| Aim of the task |
Find the string "Loads" in the listing and report every line that has it.

| Provided records |
//! Public property page: visit tracking and inquiries.
//!
//! Nothing here requires a session; only published, non-archived listings
//! are reachable.

use chrono::Utc;
use uuid::Uuid;

use crate::domain::call::{Call, CallSource, NewCall};
use crate::domain::listing::Listing;
use crate::domain::types::{CampaignId, ListingSlug};
use crate::domain::web_log::{NewWebLogEvent, UtmParams, WebEventType, WebLogEvent, clean_text};
use crate::dto::public::PublicListingPageData;
use crate::forms::public::{InquiryForm, InquiryPayload, TrackEventRequest};
use crate::repository::{CallWriter, CampaignReader, ListingReader, WebLogWriter};
use crate::services::{ServiceError, ServiceResult};

/// Request metadata stored with every tracked event.
#[derive(Clone, Debug, Default)]
pub struct Visit {
    /// Value of the visitor cookie, if the browser sent one.
    pub visitor_id: Option<String>,
    pub path: Option<String>,
    pub referrer: Option<String>,
    pub user_agent: Option<String>,
    pub utm: UtmParams,
}

impl Visit {
    /// Cookie visitor id, or a fresh one for first-time visitors.
    pub fn visitor_id(&self) -> String {
        clean_text(self.visitor_id.clone()).unwrap_or_else(new_visitor_id)
    }
}

pub fn new_visitor_id() -> String {
    Uuid::new_v4().to_string()
}

/// Published listing behind `slug`; everything else is not found.
pub fn load_public_listing<R>(repo: &R, slug: &str) -> ServiceResult<Listing>
where
    R: ListingReader + ?Sized,
{
    let slug = ListingSlug::new(slug).map_err(|_| ServiceError::NotFound)?;
    repo.get_listing_by_slug(slug.as_str())?
        .filter(Listing::is_public)
        .ok_or(ServiceError::NotFound)
}

/// Campaign of `listing` whose tracking code is `utm.utm_campaign`.
pub fn resolve_campaign<R>(repo: &R, listing: &Listing, utm: &UtmParams) -> ServiceResult<Option<CampaignId>>
where
    R: CampaignReader + ?Sized,
{
    let Some(code) = utm.utm_campaign.as_deref() else {
        return Ok(None);
    };
    Ok(repo
        .get_campaign_by_utm(code)?
        .filter(|campaign| campaign.listing_id == listing.id)
        .map(|campaign| campaign.id))
}

fn record<R>(
    repo: &R,
    listing: &Listing,
    event_type: WebEventType,
    visitor_id: String,
    visit: &Visit,
    utm: UtmParams,
) -> ServiceResult<WebLogEvent>
where
    R: CampaignReader + WebLogWriter + ?Sized,
{
    let campaign_id = resolve_campaign(repo, listing, &utm)?;
    let event = NewWebLogEvent {
        listing_id: listing.id,
        campaign_id,
        event_type,
        visitor_id,
        path: clean_text(visit.path.clone()),
        referrer: clean_text(visit.referrer.clone()),
        utm,
        user_agent: clean_text(visit.user_agent.clone()),
        created_at: Utc::now().naive_utc(),
    };

    Ok(repo.create_web_log_event(&event)?)
}

/// Loads the page without logging anything.
pub fn listing_page<R>(repo: &R, slug: &str, visit: &Visit) -> ServiceResult<PublicListingPageData>
where
    R: ListingReader + ?Sized,
{
    let listing = load_public_listing(repo, slug)?;
    Ok(PublicListingPageData {
        price_per_m2: listing.price_per_m2(),
        listing,
        utm: visit.utm.clone().normalized(),
    })
}

/// Loads the page and records a `page_view` for `visitor_id`.
pub fn view_listing<R>(
    repo: &R,
    slug: &str,
    visitor_id: &str,
    visit: &Visit,
) -> ServiceResult<PublicListingPageData>
where
    R: ListingReader + CampaignReader + WebLogWriter + ?Sized,
{
    let data = listing_page(repo, slug, visit)?;

    record(
        repo,
        &data.listing,
        WebEventType::PageView,
        visitor_id.to_string(),
        visit,
        data.utm.clone(),
    )?;

    Ok(data)
}

/// Stores a web inquiry as a new call and logs a `form_submit` event.
///
/// Tracking parameters posted with the form win over those of the visit.
pub fn submit_inquiry<R>(
    repo: &R,
    slug: &str,
    form: InquiryForm,
    visitor_id: &str,
    visit: &Visit,
) -> ServiceResult<Call>
where
    R: ListingReader + CampaignReader + CallWriter + WebLogWriter + ?Sized,
{
    let listing = load_public_listing(repo, slug)?;
    let payload = InquiryPayload::try_from(form)?;

    let utm = if payload.utm.utm_campaign.is_some() || payload.utm.utm_source.is_some() {
        payload.utm
    } else {
        visit.utm.clone().normalized()
    };
    let campaign_id = resolve_campaign(repo, &listing, &utm)?;

    let new_call = NewCall {
        listing_id: Some(listing.id),
        campaign_id,
        name: payload.name,
        phone: payload.phone,
        email: payload.email,
        message: payload.message,
        source: CallSource::Web,
        created_by: None,
        created_at: Utc::now().naive_utc(),
    };
    let call = repo.create_call(&new_call)?;
    log::info!("Web inquiry {} for listing {}", call.id, listing.slug);

    record(
        repo,
        &listing,
        WebEventType::FormSubmit,
        visitor_id.to_string(),
        visit,
        utm,
    )?;

    Ok(call)
}

/// Records an event sent by the page script.
pub fn track_event<R>(repo: &R, request: TrackEventRequest, visit: &Visit) -> ServiceResult<WebLogEvent>
where
    R: ListingReader + CampaignReader + WebLogWriter + ?Sized,
{
    let listing = load_public_listing(repo, &request.slug)?;
    let event_type = request
        .event_type()
        .ok_or_else(|| ServiceError::Form("event_type is required".to_string()))?;

    let visitor_id = clean_text(request.visitor_id.clone()).unwrap_or_else(|| visit.visitor_id());
    let visit = Visit {
        path: request.path.clone().or_else(|| visit.path.clone()),
        referrer: request.referrer.clone().or_else(|| visit.referrer.clone()),
        ..visit.clone()
    };

    record(repo, &listing, event_type.into(), visitor_id, &visit, request.utm().normalized())
}

#[cfg(test)]
mod tests {
    use super::*;
    use crate::domain::types::{CallId, WebLogId};
    use crate::repository::mock::MockRepository;
    use crate::services::test_support::{call, campaign, listing, ts};

    fn stored_event(event: &NewWebLogEvent) -> WebLogEvent {
        WebLogEvent {
            id: WebLogId::new(1).unwrap(),
            listing_id: event.listing_id,
            campaign_id: event.campaign_id,
            event_type: event.event_type.clone(),
            visitor_id: event.visitor_id.clone(),
            path: event.path.clone(),
            referrer: event.referrer.clone(),
            utm: event.utm.clone(),
            user_agent: event.user_agent.clone(),
            created_at: ts(3, 12),
        }
    }

    fn visit_with_campaign(code: &str) -> Visit {
        Visit {
            visitor_id: Some("v-1".to_string()),
            path: Some("/ponuda/stan".to_string()),
            referrer: Some("https://l.facebook.com/".to_string()),
            user_agent: Some("Mozilla/5.0".to_string()),
            utm: UtmParams {
                utm_source: Some("facebook".to_string()),
                utm_medium: None,
                utm_campaign: Some(code.to_string()),
            },
        }
    }

    #[test]
    fn unpublished_listing_is_not_found() {
        let mut repo = MockRepository::new();
        repo.expect_get_listing_by_slug().returning(|slug| {
            Ok(Some(Listing {
                is_published: false,
                ..listing(1, slug)
            }))
        });
        repo.expect_create_web_log_event().times(0);

        let result = view_listing(&repo, "stan", "v-1", &Visit::default());

        assert!(matches!(result, Err(ServiceError::NotFound)));
    }

    #[test]
    fn listing_page_logs_nothing() {
        let mut repo = MockRepository::new();
        repo.expect_get_listing_by_slug()
            .returning(|slug| Ok(Some(listing(1, slug))));
        repo.expect_create_web_log_event().times(0);

        let page = listing_page(&repo, "stan", &visit_with_campaign("ljeto")).unwrap();

        assert_eq!(page.utm.utm_campaign.as_deref(), Some("ljeto"));
    }

    #[test]
    fn malformed_slug_is_not_found() {
        let mut repo = MockRepository::new();
        repo.expect_get_listing_by_slug().times(0);

        assert!(matches!(
            load_public_listing(&repo, "Stan Centar!"),
            Err(ServiceError::NotFound)
        ));
    }

    #[test]
    fn page_view_is_attributed_to_campaign_of_same_listing() {
        let mut repo = MockRepository::new();
        repo.expect_get_listing_by_slug()
            .returning(|slug| Ok(Some(listing(1, slug))));
        repo.expect_get_campaign_by_utm()
            .returning(|code| Ok(Some(campaign(4, 1, code))));
        repo.expect_create_web_log_event()
            .withf(|event| {
                event.event_type == WebEventType::PageView
                    && event.campaign_id.map(CampaignId::get) == Some(4)
                    && event.visitor_id == "v-1"
                    && event.user_agent.as_deref() == Some("Mozilla/5.0")
            })
            .times(1)
            .returning(|event| Ok(stored_event(event)));

        let page = view_listing(&repo, "stan", "v-1", &visit_with_campaign("ljeto")).unwrap();

        assert_eq!(page.utm.utm_campaign.as_deref(), Some("ljeto"));
    }

    #[test]
    fn campaign_of_another_listing_is_ignored() {
        let mut repo = MockRepository::new();
        repo.expect_get_listing_by_slug()
            .returning(|slug| Ok(Some(listing(1, slug))));
        repo.expect_get_campaign_by_utm()
            .returning(|code| Ok(Some(campaign(4, 2, code))));
        repo.expect_create_web_log_event()
            .withf(|event| event.campaign_id.is_none() && event.utm.utm_campaign.is_some())
            .times(1)
            .returning(|event| Ok(stored_event(event)));

        assert!(view_listing(&repo, "stan", "v-1", &visit_with_campaign("ljeto")).is_ok());
    }

    #[test]
    fn inquiry_creates_web_call_and_form_submit_event() {
        let mut repo = MockRepository::new();
        repo.expect_get_listing_by_slug()
            .returning(|slug| Ok(Some(listing(1, slug))));
        repo.expect_get_campaign_by_utm()
            .returning(|code| Ok(Some(campaign(4, 1, code))));
        repo.expect_create_call()
            .withf(|new_call| {
                new_call.source == CallSource::Web
                    && new_call.created_by.is_none()
                    && new_call.campaign_id.map(CampaignId::get) == Some(4)
            })
            .times(1)
            .returning(|new_call| {
                Ok(Call {
                    id: CallId::new(8).unwrap(),
                    source: new_call.source,
                    campaign_id: new_call.campaign_id,
                    ..call(8, Some(1))
                })
            });
        repo.expect_create_web_log_event()
            .withf(|event| event.event_type == WebEventType::FormSubmit)
            .times(1)
            .returning(|event| Ok(stored_event(event)));

        let form = InquiryForm {
            name: "Lana".to_string(),
            phone: "091 555 0000".to_string(),
            email: String::new(),
            message: "Zanima me razgledavanje.".to_string(),
            utm_source: None,
            utm_medium: None,
            utm_campaign: None,
        };

        let call = submit_inquiry(&repo, "stan", form, "v-1", &visit_with_campaign("ljeto")).unwrap();

        assert_eq!(call.source, CallSource::Web);
    }

    #[test]
    fn invalid_inquiry_stores_nothing() {
        let mut repo = MockRepository::new();
        repo.expect_get_listing_by_slug()
            .returning(|slug| Ok(Some(listing(1, slug))));
        repo.expect_create_call().times(0);
        repo.expect_create_web_log_event().times(0);

        let form = InquiryForm {
            name: "Lana".to_string(),
            phone: "nije broj".to_string(),
            email: String::new(),
            message: String::new(),
            utm_source: None,
            utm_medium: None,
            utm_campaign: None,
        };

        assert!(matches!(
            submit_inquiry(&repo, "stan", form, "v-1", &Visit::default()),
            Err(ServiceError::Form(_))
        ));
    }

    #[test]
    fn tracked_event_keeps_custom_type_and_falls_back_to_cookie_visitor() {
        let mut repo = MockRepository::new();
        repo.expect_get_listing_by_slug()
            .returning(|slug| Ok(Some(listing(1, slug))));
        repo.expect_create_web_log_event()
            .withf(|event| {
                event.event_type == WebEventType::Other("map_open".to_string())
                    && event.visitor_id == "cookie-visitor"
                    && event.campaign_id.is_none()
            })
            .times(1)
            .returning(|event| Ok(stored_event(event)));

        let request = TrackEventRequest {
            slug: "stan".to_string(),
            event_type: " Map_Open ".to_string(),
            visitor_id: None,
            path: None,
            referrer: None,
            utm_source: None,
            utm_medium: None,
            utm_campaign: None,
        };
        let visit = Visit {
            visitor_id: Some("cookie-visitor".to_string()),
            ..Visit::default()
        };

        assert!(track_event(&repo, request, &visit).is_ok());
    }

    #[test]
    fn blank_event_type_is_rejected() {
        let mut repo = MockRepository::new();
        repo.expect_get_listing_by_slug()
            .returning(|slug| Ok(Some(listing(1, slug))));
        repo.expect_create_web_log_event().times(0);

        let request = TrackEventRequest {
            slug: "stan".to_string(),
            event_type: "   ".to_string(),
            visitor_id: None,
            path: None,
            referrer: None,
            utm_source: None,
            utm_medium: None,
            utm_campaign: None,
        };

        assert!(matches!(
            track_event(&repo, request, &Visit::default()),
            Err(ServiceError::Form(_))
        ));
    }
}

| Result of the exercise |
/// Loads the page without logging anything.
/// Loads the page and records a `page_view` for `visitor_id`.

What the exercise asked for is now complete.